## Instructions to follow
For the data below, give again exactly the lines from the one containing "produce distinct artifacts." through the one containing "impl Extractor for", both ends included, and no others.

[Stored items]
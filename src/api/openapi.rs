//! OpenAPI documentation and schema generation
//!
//! This module defines the OpenAPI specification for the media-dl REST API
//! using utoipa for compile-time spec generation.

use utoipa::OpenApi;

/// OpenAPI documentation for the media-dl REST API
///
/// The spec can be accessed via:
/// - `/openapi.json` - JSON format OpenAPI specification
/// - `/swagger-ui` - Interactive Swagger UI documentation
#[derive(OpenApi)]
#[openapi(
    info(
        title = "media-dl REST API",
        version = "0.1.0",
        description = "REST API for starting media download jobs, polling artifacts, and streaming progress events",
        license(
            name = "MIT OR Apache-2.0"
        )
    ),
    servers(
        (url = "http://localhost:5000", description = "Local development server")
    ),
    paths(
        // Jobs
        crate::api::routes::start_download,
        crate::api::routes::get_filename,

        // Files
        crate::api::routes::download_file,

        // Discovery
        crate::api::routes::get_available_qualities,

        // System
        crate::api::routes::health_check,
        crate::api::routes::openapi_spec,
        crate::api::routes::event_stream,
        crate::api::routes::shutdown,
    ),
    components(schemas(
        // Core types from types.rs
        crate::types::JobId,
        crate::types::FormatOption,
        crate::types::Event,

        // Config types from config.rs
        crate::config::Config,
        crate::config::DownloadConfig,
        crate::config::RetentionConfig,
        crate::config::ToolsConfig,
        crate::config::ServerIntegrationConfig,
        crate::config::ApiConfig,

        // API request/response types from routes
        crate::api::routes::DownloadRequest,
        crate::api::routes::DownloadStartedResponse,
        crate::api::routes::FilenameQuery,
        crate::api::routes::FilenameResponse,
        crate::api::routes::FileQuery,
        crate::api::routes::QualitiesQuery,
        crate::api::routes::QualitiesResponse,

        // Error types from error.rs
        crate::error::ApiError,
        crate::error::ErrorDetail,
    )),
    tags(
        (name = "jobs", description = "Download jobs - Start a job and poll its artifact"),
        (name = "files", description = "Artifact retrieval - Stream completed files"),
        (name = "discovery", description = "Quality discovery - Inspect available resolutions"),
        (name = "system", description = "System endpoints - Health checks, OpenAPI spec, events, shutdown"),
    )
)]
pub struct ApiDoc;
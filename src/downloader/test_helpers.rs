//! Shared helpers for downloader unit tests

use crate::config::Config;
use crate::downloader::MediaDownloader;
use crate::error::{Error, Result};
use crate::extractor::{ExtractionRequest, Extractor, FormatSelection, RawProgress, StreamVariant};
use crate::types::{Event, JobId};
use async_trait::async_trait;
use std::path::PathBuf;
use std::sync::Arc;
use std::time::Duration;

/// Scripted stand-in for the extraction engine.
pub(crate) struct MockExtractor {
    /// Progress events sent before the terminal outcome
    pub progress: Vec<RawProgress>,
    /// What happens after the progress script runs out
    pub behavior: MockBehavior,
    /// Variants returned from `probe`
    pub variants: Vec<StreamVariant>,
    /// When set, `probe` fails with this discovery error
    pub probe_error: Option<String>,
}

pub(crate) enum MockBehavior {
    /// Write the output file, send `Finished`, return its path
    Succeed,
    /// Fail the download with an extraction error
    Fail(String),
    /// Claim success but never write the output file
    VanishOutput,
}

impl Default for MockExtractor {
    fn default() -> Self {
        Self {
            progress: vec![
                RawProgress::Downloading {
                    downloaded_bytes: 250,
                    total_bytes: Some(1000),
                },
                RawProgress::Downloading {
                    downloaded_bytes: 750,
                    total_bytes: Some(1000),
                },
            ],
            behavior: MockBehavior::Succeed,
            variants: vec![
                variant("18", Some(360)),
                variant("22", Some(720)),
                variant("140", None),
            ],
            probe_error: None,
        }
    }
}

pub(crate) fn variant(format_id: &str, height: Option<u32>) -> StreamVariant {
    StreamVariant {
        format_id: format_id.to_string(),
        height,
        ext: None,
    }
}

/// Derive a deterministic media title from the request URL, so concurrent
/// test jobs against different URLs produce distinct artifacts.
pub(crate) fn title_from_url(url: &str) -> String {
    url.rsplit('/')
        .find(|segment| !segment.is_empty())
        .unwrap_or("media")
        .replace(['?', '=', '&', ':'], "_")
}

#[async_trait]
impl Extractor for MockExtractor {
    async fn download(
        &self,
        request: &ExtractionRequest,
        progress: tokio::sync::mpsc::Sender<RawProgress>,
    ) -> Result<PathBuf> {
        for raw in &self.progress {
            progress.send(*raw).await.ok();
        }

        let dir = request
            .output_template
            .parent()
            .map(PathBuf::from)
            .unwrap_or_default();
        let ext = match &request.selection {
            FormatSelection::Video { container, .. } => container.clone(),
            FormatSelection::Audio { codec, .. } => codec.clone(),
        };
        let path = dir.join(format!("{}.{ext}", title_from_url(&request.url)));

        match &self.behavior {
            MockBehavior::Fail(message) => Err(Error::Extraction(message.clone())),
            MockBehavior::VanishOutput => {
                progress.send(RawProgress::Finished).await.ok();
                Ok(path)
            }
            MockBehavior::Succeed => {
                tokio::fs::write(&path, b"media bytes").await.map_err(Error::Io)?;
                progress.send(RawProgress::Finished).await.ok();
                Ok(path)
            }
        }
    }

    async fn probe(&self, _url: &str) -> Result<Vec<StreamVariant>> {
        if let Some(message) = &self.probe_error {
            return Err(Error::Discovery(message.clone()));
        }
        Ok(self.variants.clone())
    }

    fn name(&self) -> &'static str {
        "mock"
    }
}

/// Test downloader with a default (successful) mock engine and a temp
/// download directory. Keep the returned TempDir alive for the test's
/// duration.
pub(crate) async fn create_test_downloader() -> (MediaDownloader, tempfile::TempDir) {
    create_test_downloader_with(MockExtractor::default()).await
}

pub(crate) async fn create_test_downloader_with(
    mock: MockExtractor,
) -> (MediaDownloader, tempfile::TempDir) {
    let temp_dir = tempfile::tempdir().unwrap();
    let mut config = Config::default();
    config.download.download_dir = temp_dir.path().to_path_buf();
    config.retention.sweep_interval = Duration::from_millis(50);
    config.retention.retention_window = Duration::from_millis(200);

    let downloader = MediaDownloader::with_extractor(config, Arc::new(mock))
        .await
        .unwrap();
    (downloader, temp_dir)
}

/// Wait (with a timeout) for the terminal event of a specific job,
/// discarding progress updates and other jobs' events along the way.
pub(crate) async fn wait_for_terminal(
    events: &mut tokio::sync::broadcast::Receiver<Event>,
    id: JobId,
) -> Event {
    tokio::time::timeout(Duration::from_secs(5), async {
        loop {
            match events.recv().await {
                Ok(
                    event @ (Event::DownloadComplete { client_id, .. }
                    | Event::DownloadFailed { client_id }),
                ) if client_id == id => return event,
                Ok(_) => continue,
                Err(e) => panic!("event channel closed while waiting for job {id}: {e}"),
            }
        }
    })
    .await
    .unwrap_or_else(|_| panic!("timed out waiting for terminal event of job {id}"))
}
//! Job handlers: starting downloads and polling artifact filenames.

use super::{DownloadRequest, FilenameQuery};
use crate::api::AppState;
use crate::error::Error;
use crate::types::{FormatOption, JobId};
use axum::{
    Json,
    extract::{Form, Query, State},
    http::StatusCode,
    response::{IntoResponse, Response},
};
use serde_json::json;

/// POST /download - Start a download job
#[utoipa::path(
    post,
    path = "/download",
    tag = "jobs",
    request_body(content = DownloadRequest, content_type = "application/x-www-form-urlencoded"),
    responses(
        (status = 200, description = "Job accepted and started", body = super::DownloadStartedResponse),
        (status = 400, description = "Missing or invalid url/format field", body = crate::error::ApiError),
        (status = 503, description = "Extraction engine unavailable", body = crate::error::ApiError)
    )
)]
pub async fn start_download(
    State(state): State<AppState>,
    Form(request): Form<DownloadRequest>,
) -> Result<impl IntoResponse, Error> {
    let url = request
        .url
        .filter(|u| !u.trim().is_empty())
        .ok_or_else(|| Error::Validation("url is required".to_string()))?;

    let format: FormatOption = request
        .format
        .filter(|f| !f.is_empty())
        .ok_or_else(|| Error::Validation("format is required".to_string()))?
        .parse()
        .map_err(Error::Validation)?;

    let quality = request.quality.unwrap_or_else(|| "best".to_string());

    let client_id = state.downloader.start_job(&url, format, &quality)?;

    Ok(Json(json!({
        "status": "download started",
        "client_id": client_id,
    })))
}

/// GET /get_filename - Artifact filename of a completed job
#[utoipa::path(
    get,
    path = "/get_filename",
    tag = "jobs",
    params(
        ("client_id" = String, Query, description = "Job identifier returned by POST /download")
    ),
    responses(
        (status = 200, description = "Artifact available", body = super::FilenameResponse),
        (status = 400, description = "client_id missing"),
        (status = 404, description = "Job unknown or not yet complete")
    )
)]
pub async fn get_filename(
    State(state): State<AppState>,
    Query(query): Query<FilenameQuery>,
) -> Response {
    let Some(raw_id) = query.client_id.filter(|id| !id.is_empty()) else {
        return (
            StatusCode::BAD_REQUEST,
            Json(json!({"error": "Client ID is required"})),
        )
            .into_response();
    };

    // An unparseable id cannot name a known job
    let filename = raw_id
        .parse::<JobId>()
        .ok()
        .and_then(|id| state.downloader.registry().get_artifact(id));

    match filename {
        Some(filename) => (StatusCode::OK, Json(json!({"filename": filename}))).into_response(),
        None => (
            StatusCode::NOT_FOUND,
            Json(json!({"error": "File not found"})),
        )
            .into_response(),
    }
}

## Solution
/// test jobs against different URLs produce distinct artifacts.
pub(crate) fn title_from_url(url: &str) -> String {
    url.rsplit('/')
        .find(|segment| !segment.is_empty())
        .unwrap_or("media")
        .replace(['?', '=', '&', ':'], "_")
}

#[async_trait]
impl Extractor for MockExtractor {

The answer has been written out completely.